Executions are not an extraordinary occurrence in the United States, Davis was the 36th person to be executed this year and the 1267th since capital punishment was reinstated in 1976. It is an accepted part of the legal system that the state has the power of life and death over its citizens, and the exercise of that power is relatively regular and mundane. It is worth noting that this power is exercised even more liberally over individuals whom the state does not jurisdiction over, as hundreds of thousands of Iraqi and Afghan citizens have come to find out through no culpability of their own.

What was interesting in the outcry over Troy Davis’ execution was the reaction of many individuals to his death. Prospect of his innocence aside, there was a general revulsion and feeling that “something had changed” in the country that allowed such an act of devastating, methodical violence to occur. How could the government, that benevolent if sometimes confused entity which safeguards both freedom and order allow such an event to occur? How could they have had such a callous and relaxed attitude towards the taking of a life? It is good that people ask these questions (although sadly it seems as though the issue is already being drowned out in the hyperactive noise machine which is the popular media).

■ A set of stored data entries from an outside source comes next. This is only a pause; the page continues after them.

use dioxus_logger::tracing;
use serde::{de::DeserializeOwned, Serialize};

use crate::{
    api::transport::{HttpRequest, HttpResponse, HttpTransport, Method},
    config::Config,
    error::api::ApiError,
    model::api::ErrorDto,
    session::Identity,
};

/// The single client every outbound API request goes through.
///
/// Whenever the client holds an access token it is attached as a bearer credential to
/// every request, so individual call sites cannot forget it.
#[derive(Clone, Debug)]
pub struct ApiClient<T> {
    base_url: String,
    transport: T,
    token: Option<String>,
}

impl<T: HttpTransport> ApiClient<T> {
    /// Creates a new instance of [`ApiClient`] without credentials
    pub fn new(base_url: impl Into<String>, transport: T) -> Self {
        Self {
            base_url: base_url.into().trim_end_matches('/').to_string(),
            transport,
            token: None,
        }
    }

    /// Creates a client for the configured API base URL
    pub fn from_config(config: &Config, transport: T) -> Self {
        Self::new(config.api_base_url.clone(), transport)
    }

    /// Attach the credential of the provided identity to all further requests
    pub fn with_identity(mut self, identity: &Identity) -> Self {
        self.set_identity(identity);
        self
    }

    pub fn set_identity(&mut self, identity: &Identity) {
        self.token = identity.token().map(str::to_string);
    }

    pub fn token(&self) -> Option<&str> {
        self.token.as_deref()
    }

    pub fn base_url(&self) -> &str {
        &self.base_url
    }

    fn url(&self, path: &str) -> String {
        format!("{}/{}", self.base_url, path.trim_start_matches('/'))
    }

    /// Build and send a request, returning the response whatever its status
    async fn send(
        &self,
        method: Method,
        path: &str,
        body: Option<(&'static str, String)>,
    ) -> Result<HttpResponse, ApiError> {
        let url = self.url(path);

        let mut headers = vec![("Accept", "application/json".to_string())];
        if let Some(token) = &self.token {
            headers.push(("Authorization", format!("Bearer {}", token)));
        }

        let body = body.map(|(content_type, body)| {
            headers.push(("Content-Type", content_type.to_string()));
            body
        });

        tracing::debug!(method = %method, url = %url, "Sending API request");

        let response = self
            .transport
            .send(HttpRequest {
                method,
                url,
                headers,
                body,
            })
            .await?;

        tracing::debug!(
            method = %method,
            path = %path,
            status = response.status,
            "Received API response"
        );

        Ok(response)
    }

    fn encode_json<B: Serialize>(path: &str, body: &B) -> Result<(&'static str, String), ApiError> {
        serde_json::to_string(body)
            .map(|body| ("application/json", body))
            .map_err(|e| ApiError::Encode {
                endpoint: path.to_string(),
                reason: e.to_string(),
            })
    }

    fn decode<R: DeserializeOwned>(path: &str, response: &HttpResponse) -> Result<R, ApiError> {
        serde_json::from_str(&response.body).map_err(|e| ApiError::Decode {
            endpoint: path.to_string(),
            reason: e.to_string(),
        })
    }

    /// Converts a non-2xx response into an [`ApiError::Status`] carrying the API's message
    fn status_error(path: &str, response: &HttpResponse) -> ApiError {
        let message = match serde_json::from_str::<ErrorDto>(&response.body) {
            Ok(error_dto) => error_dto.error,
            Err(_) if response.body.trim().is_empty() => "Unknown error".to_string(),
            Err(_) => response.body.clone(),
        };

        ApiError::Status {
            endpoint: path.to_string(),
            status: response.status,
            message,
        }
    }

    fn expect_json<R: DeserializeOwned>(path: &str, response: HttpResponse) -> Result<R, ApiError> {
        if response.is_success() {
            Self::decode(path, &response)
        } else {
            Err(Self::status_error(path, &response))
        }
    }

    pub(crate) async fn get<R: DeserializeOwned>(&self, path: &str) -> Result<R, ApiError> {
        let response = self.send(Method::Get, path, None).await?;

        Self::expect_json(path, response)
    }

    /// GET a resource that may not exist.
    ///
    /// # Returns
    /// - `Ok(None)` - The API answered 404 or with a `null` body
    /// - `Ok(Some(R))` - The resource exists
    pub(crate) async fn get_optional<R: DeserializeOwned>(
        &self,
        path: &str,
    ) -> Result<Option<R>, ApiError> {
        let response = self.send(Method::Get, path, None).await?;

        match response.status {
            404 => Ok(None),
            _ if response.is_success() => {
                let body = response.body.trim();
                if body.is_empty() || body == "null" {
                    return Ok(None);
                }

                Self::decode(path, &response).map(Some)
            }
            _ => Err(Self::status_error(path, &response)),
        }
    }

    pub(crate) async fn post<B: Serialize, R: DeserializeOwned>(
        &self,
        path: &str,
        body: &B,
    ) -> Result<R, ApiError> {
        let body = Self::encode_json(path, body)?;
        let response = self.send(Method::Post, path, Some(body)).await?;

        Self::expect_json(path, response)
    }

    /// POST a body encoded as `application/x-www-form-urlencoded`
    pub(crate) async fn post_form<B: Serialize, R: DeserializeOwned>(
        &self,
        path: &str,
        body: &B,
    ) -> Result<R, ApiError> {
        let body = serde_urlencoded::to_string(body).map_err(|e| ApiError::Encode {
            endpoint: path.to_string(),
            reason: e.to_string(),
        })?;
        let response = self
            .send(
                Method::Post,
                path,
                Some(("application/x-www-form-urlencoded", body)),
            )
            .await?;

        Self::expect_json(path, response)
    }

    pub(crate) async fn patch<B: Serialize, R: DeserializeOwned>(
        &self,
        path: &str,
        body: &B,
    ) -> Result<R, ApiError> {
        let body = Self::encode_json(path, body)?;
        let response = self.send(Method::Patch, path, Some(body)).await?;

        Self::expect_json(path, response)
    }

    /// Send a JSON body to an endpoint whose response body is not used
    pub(crate) async fn submit<B: Serialize>(
        &self,
        method: Method,
        path: &str,
        body: &B,
    ) -> Result<(), ApiError> {
        let body = Self::encode_json(path, body)?;
        let response = self.send(method, path, Some(body)).await?;

        if response.is_success() {
            Ok(())
        } else {
            Err(Self::status_error(path, &response))
        }
    }

    pub(crate) async fn delete(&self, path: &str) -> Result<(), ApiError> {
        let response = self.send(Method::Delete, path, None).await?;

        if response.is_success() {
            Ok(())
        } else {
            Err(Self::status_error(path, &response))
        }
    }
}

The reality is that the manner in which Troy Davis’ life was taken, one which did not respect life by taking it only in the absence of doubt of innocence, is the modus operandi for the state in how it operates across the world.

“We think its worth it.” is how Madeleine Albright characterized the deaths of an estimated 500,000+ Iraqi children from sanctions when the question was posed to her. The destruction of huge amounts of life, undoubtedly innocent life; the life of children, justified and executed by government technocrats with the same clinical detachment as those who inserted the needle into Troy Davis’ right arm. His execution could only have been shocking to a person who is completely oblivious to how the government operates in their name, without their specific consent or often, knowledge. As much of a miscarriage of justice Davis’ case appeared to have been, he had still been granted the right to some sort of trial and hearing however flawed and inconclusive. On a daily basis people are killed by the state in a way not dissimilar to Mr. Davis, but without even the pretext of a judicial process respecting the sanctity of their life. “Suspected militants” are murdered every day in faraway places just as “suspected cop-killers” are murdered at home; just as much people, just as potentially innocent as Troy Davis may likely have been. Don’t forget about Troy Davis, remember who killed him and scrutinize his murderer as closely as you would scrutinize one who lives on your block. Nothing is new or innovative here; this is standard operating procedure. When you go off fighting monsters you inevitably become one, whether you are taking lives at home or abroad. If his death affected you in any way, please fight to honour his passing by circumscribing the ability of the state to destroy life; and stop it from creating millions more Troy Davis’ in every corner of the world.


2 Responses to Murder by the State

  1. Barutu says:

    You know your problem, Maz? You don’t write enough about how bad Iran is. Write about how terrible it is over there and how they cruelly murder their own citizens and how here in the United States we don’t do such Evil and Cruel things. You start writing about that and I guarantee you somebody will care.


    Seriously, you couldn’t make a weaker argument if you tried.